Once the North Pole had been reached in 1909, several expeditions attempted to reach the South Pole. Many resulted in injury and death. The Norwegian Roald Amundsen reached the Pole in December 1911, following a race with the Englishman Robert Falcon Scott.

The first attempt to find a route to the South Pole was made by British explorer Robert Falcon Scott on the Discovery Expedition of 1901–04. Scott, accompanied by Ernest Shackleton and Edward Wilson, set out with the aim of traveling as far south as possible, and on 31 December 1902, reached 82°16 S. Shackleton later returned to Antarctica as leader of the Nimrod Expedition in a bid to reach the Pole. On 9 January 1909, with three companions, he reached 88°23 S – 112 statute miles from the Pole – before being forced to turn back.

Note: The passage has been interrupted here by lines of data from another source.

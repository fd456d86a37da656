//! Storage layer for the finance tracker
//!
//! The entire application state is persisted as a single JSON document
//! (`dados.json` by default) rewritten in full on every mutation. Writes
//! go through an atomic temp-file-then-rename so the on-disk document is
//! never observed half-written.

pub mod file_io;

pub use file_io::{read_json, write_json_atomic};

use std::collections::HashSet;
use std::path::PathBuf;

use serde::{Deserialize, Serialize};

use crate::error::FinancasResult;
use crate::models::{Category, Transaction, User};

/// The persisted state document
///
/// Three entity arrays plus the monotonic transaction id counter. The
/// counter was not present in early documents, so it is optional on read
/// and rebuilt from the highest stored id when absent.
#[derive(Debug, Clone, Default, PartialEq, Serialize, Deserialize)]
pub struct StoreData {
    pub users: Vec<User>,
    pub categories: Vec<Category>,
    pub transactions: Vec<Transaction>,

    #[serde(default)]
    pub next_transaction_id: u32,
}

impl StoreData {
    /// Repair derived state after deserialization
    ///
    /// - Transactions referencing a category name not present in the
    ///   categories array lose their category link silently.
    /// - A missing or zero `next_transaction_id` (legacy document) is
    ///   rebuilt as one past the highest stored transaction id.
    fn normalize(&mut self) {
        let known_names: HashSet<&str> = self.categories.iter().map(|c| c.name.as_str()).collect();

        for txn in &mut self.transactions {
            let unknown = txn
                .category
                .as_deref()
                .is_some_and(|name| !known_names.contains(name));
            if unknown {
                txn.category = None;
            }
        }

        let max_id = self.transactions.iter().map(|t| t.id).max().unwrap_or(0);
        if self.next_transaction_id <= max_id {
            self.next_transaction_id = max_id + 1;
        }
    }
}

/// Whole-document JSON persistence for the finance store
///
/// Owns no state beyond the file path. The manager hands it the full
/// in-memory state to save, and asks it to reload that state on startup.
pub struct FileStorage {
    path: PathBuf,
}

impl FileStorage {
    /// Create a storage instance backed by the given file path
    pub fn new(path: PathBuf) -> Self {
        Self { path }
    }

    /// Get the backing file path
    pub fn path(&self) -> &PathBuf {
        &self.path
    }

    /// Persist the full state document
    pub fn save(&self, data: &StoreData) -> FinancasResult<()> {
        write_json_atomic(&self.path, data)
    }

    /// Load the persisted state document
    ///
    /// Returns `Ok(None)` when the file does not exist yet (first run);
    /// the caller keeps whatever state it already initialized. A
    /// malformed document is an error.
    pub fn load(&self) -> FinancasResult<Option<StoreData>> {
        let data: Option<StoreData> = read_json(&self.path)?;

        Ok(data.map(|mut d| {
            d.normalize();
            d
        }))
    }
}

The first humans to reach the South Pole were Norwegian Roald Amundsen and his party on December 14, 1911. Amundsen named his camp Polheim and the entire plateau surrounding the Pole King Haakon VII Vidde in honour of King Haakon VII of Norway. Robert Falcon Scott had also returned to Antarctica with his second expedition, the Terra Nova Expedition, in a race against Amundsen to the Pole. Scott and four other men reached the South Pole on January 17, 1912, thirty-four days after Amundsen. On the return trip, Scott and his four companions all died of starvation and extreme cold.

In 1914 Ernest Shackleton's Imperial Trans-Antarctic Expedition set out with the goal of crossing Antarctica via the South Pole, but his ship, the Endurance, was frozen in pack-ice and sank 11 months later. The overland journey was never made.